#### [Task requirements]
For each line in the data that includes "already", make a copy.

#### [The data]
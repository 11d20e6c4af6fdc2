/// Role name for back-office administrators.
pub const ROLE_ADMIN: &str = "admin";

/// Role name for regular authenticated visitors.
pub const ROLE_USER: &str = "user";
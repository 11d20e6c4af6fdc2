//! Closed string-backed enums for entity statuses and categories.
//!
//! The database stores these as TEXT; parsing happens at ingress so unknown
//! values are rejected before they reach a query.

use crate::error::CoreError;

/// Category of a fabrication project or gallery item.
///
/// This is a closed set; free-form categories are rejected at ingress.
#[derive(Debug, Clone, Copy, PartialEq, Eq)]
pub enum Category {
    Residential,
    Commercial,
    Custom,
    Industrial,
}

impl Category {
    pub const ALL: &'static [Category] = &[
        Category::Residential,
        Category::Commercial,
        Category::Custom,
        Category::Industrial,
    ];

    pub fn as_str(&self) -> &'static str {
        match self {
            Category::Residential => "residential",
            Category::Commercial => "commercial",
            Category::Custom => "custom",
            Category::Industrial => "industrial",
        }
    }

    pub fn parse(value: &str) -> Result<Self, CoreError> {
        match value {
            "residential" => Ok(Category::Residential),
            "commercial" => Ok(Category::Commercial),
            "custom" => Ok(Category::Custom),
            "industrial" => Ok(Category::Industrial),
            other => Err(CoreError::Validation(format!(
                "Unknown category: {other}. Must be one of residential, commercial, custom, industrial"
            ))),
        }
    }
}

/// Publication status of a project.
#[derive(Debug, Clone, Copy, PartialEq, Eq)]
pub enum ProjectStatus {
    Draft,
    Published,
    Archived,
}

impl ProjectStatus {
    pub fn as_str(&self) -> &'static str {
        match self {
            ProjectStatus::Draft => "draft",
            ProjectStatus::Published => "published",
            ProjectStatus::Archived => "archived",
        }
    }

    pub fn parse(value: &str) -> Result<Self, CoreError> {
        match value {
            "draft" => Ok(ProjectStatus::Draft),
            "published" => Ok(ProjectStatus::Published),
            "archived" => Ok(ProjectStatus::Archived),
            other => Err(CoreError::Validation(format!(
                "Unknown project status: {other}. Must be one of draft, published, archived"
            ))),
        }
    }
}

/// Status of a meeting registration or project consultation request.
#[derive(Debug, Clone, Copy, PartialEq, Eq)]
pub enum RegistrationStatus {
    Pending,
    Approved,
    Rejected,
}

impl RegistrationStatus {
    pub fn as_str(&self) -> &'static str {
        match self {
            RegistrationStatus::Pending => "pending",
            RegistrationStatus::Approved => "approved",
            RegistrationStatus::Rejected => "rejected",
        }
    }

    pub fn parse(value: &str) -> Result<Self, CoreError> {
        match value {
            "pending" => Ok(RegistrationStatus::Pending),
            "approved" => Ok(RegistrationStatus::Approved),
            "rejected" => Ok(RegistrationStatus::Rejected),
            other => Err(CoreError::Validation(format!(
                "Unknown registration status: {other}. Must be one of pending, approved, rejected"
            ))),
        }
    }
}

/// Mailbox state of a contact message.
///
/// Transitions are unrestricted and repeatable: setting an already-archived
/// message to `archived` again is a no-op success.
#[derive(Debug, Clone, Copy, PartialEq, Eq)]
pub enum ContactStatus {
    New,
    Read,
    Replied,
    Archived,
}

impl ContactStatus {
    pub fn as_str(&self) -> &'static str {
        match self {
            ContactStatus::New => "new",
            ContactStatus::Read => "read",
            ContactStatus::Replied => "replied",
            ContactStatus::Archived => "archived",
        }
    }

    pub fn parse(value: &str) -> Result<Self, CoreError> {
        match value {
            "new" => Ok(ContactStatus::New),
            "read" => Ok(ContactStatus::Read),
            "replied" => Ok(ContactStatus::Replied),
            "archived" => Ok(ContactStatus::Archived),
            other => Err(CoreError::Validation(format!(
                "Unknown contact status: {other}. Must be one of new, read, replied, archived"
            ))),
        }
    }
}

/// Moderation state of a review, derived from the stored nullable flag.
///
/// Reviews persist approval as `BOOLEAN NULL`: `NULL` is pending, `true` is
/// approved, `false` is rejected. The nullable flag is the storage format;
/// this enum is the edge representation.
#[derive(Debug, Clone, Copy, PartialEq, Eq)]
pub enum ApprovalStatus {
    Pending,
    Approved,
    Rejected,
}

impl ApprovalStatus {
    /// Derive the moderation state from the stored flag.
    pub fn from_flag(is_approved: Option<bool>) -> Self {
        match is_approved {
            None => ApprovalStatus::Pending,
            Some(true) => ApprovalStatus::Approved,
            Some(false) => ApprovalStatus::Rejected,
        }
    }

    pub fn as_str(&self) -> &'static str {
        match self {
            ApprovalStatus::Pending => "pending",
            ApprovalStatus::Approved => "approved",
            ApprovalStatus::Rejected => "rejected",
        }
    }
}

#[cfg(test)]
mod tests {
    use super::*;

    #[test]
    fn category_round_trips() {
        for cat in Category::ALL {
            assert_eq!(Category::parse(cat.as_str()).unwrap(), *cat);
        }
    }

    #[test]
    fn category_rejects_unknown() {
        assert!(Category::parse("marine").is_err());
        assert!(Category::parse("").is_err());
        assert!(Category::parse("Residential").is_err());
    }

    #[test]
    fn approval_from_flag_maps_all_three_states() {
        assert_eq!(ApprovalStatus::from_flag(None), ApprovalStatus::Pending);
        assert_eq!(
            ApprovalStatus::from_flag(Some(true)),
            ApprovalStatus::Approved
        );
        assert_eq!(
            ApprovalStatus::from_flag(Some(false)),
            ApprovalStatus::Rejected
        );
    }

    #[test]
    fn contact_status_parses_all_states() {
        for s in ["new", "read", "replied", "archived"] {
            assert_eq!(ContactStatus::parse(s).unwrap().as_str(), s);
        }
        assert!(ContactStatus::parse("deleted").is_err());
    }

    #[test]
    fn registration_status_rejects_unknown() {
        assert!(RegistrationStatus::parse("waitlisted").is_err());
    }
}
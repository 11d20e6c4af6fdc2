use std::sync::Arc;

use crate::config::ServerConfig;

/// Shared application state available to all Axum handlers via `State<AppState>`.
///
/// This is cheaply cloneable (inner data is behind `Arc` or is already `Clone`).
#[derive(Clone)]
pub struct AppState {
    /// Database connection pool.
    pub pool: forgeline_db::DbPool,
    /// Server configuration (accessed by middleware and handlers).
    pub config: Arc<ServerConfig>,
}
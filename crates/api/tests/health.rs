//! HTTP-level integration test for the root health endpoint.

mod common;

use axum::http::StatusCode;
use common::{body_json, build_test_app, get};
use sqlx::PgPool;

#[sqlx::test(migrations = "../db/migrations")]
async fn test_health_reports_ok(pool: PgPool) {
    let app = build_test_app(pool);
    let response = get(app, "/health").await;
    assert_eq!(response.status(), StatusCode::OK);

    let json = body_json(response).await;
    assert_eq!(json["status"], "ok");
    assert_eq!(json["db_healthy"], true);
}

#### [Solved problem]
/// Transitions are unrestricted and repeatable: setting an already-archived
/// This is cheaply cloneable (inner data is behind `Arc` or is already `Clone`).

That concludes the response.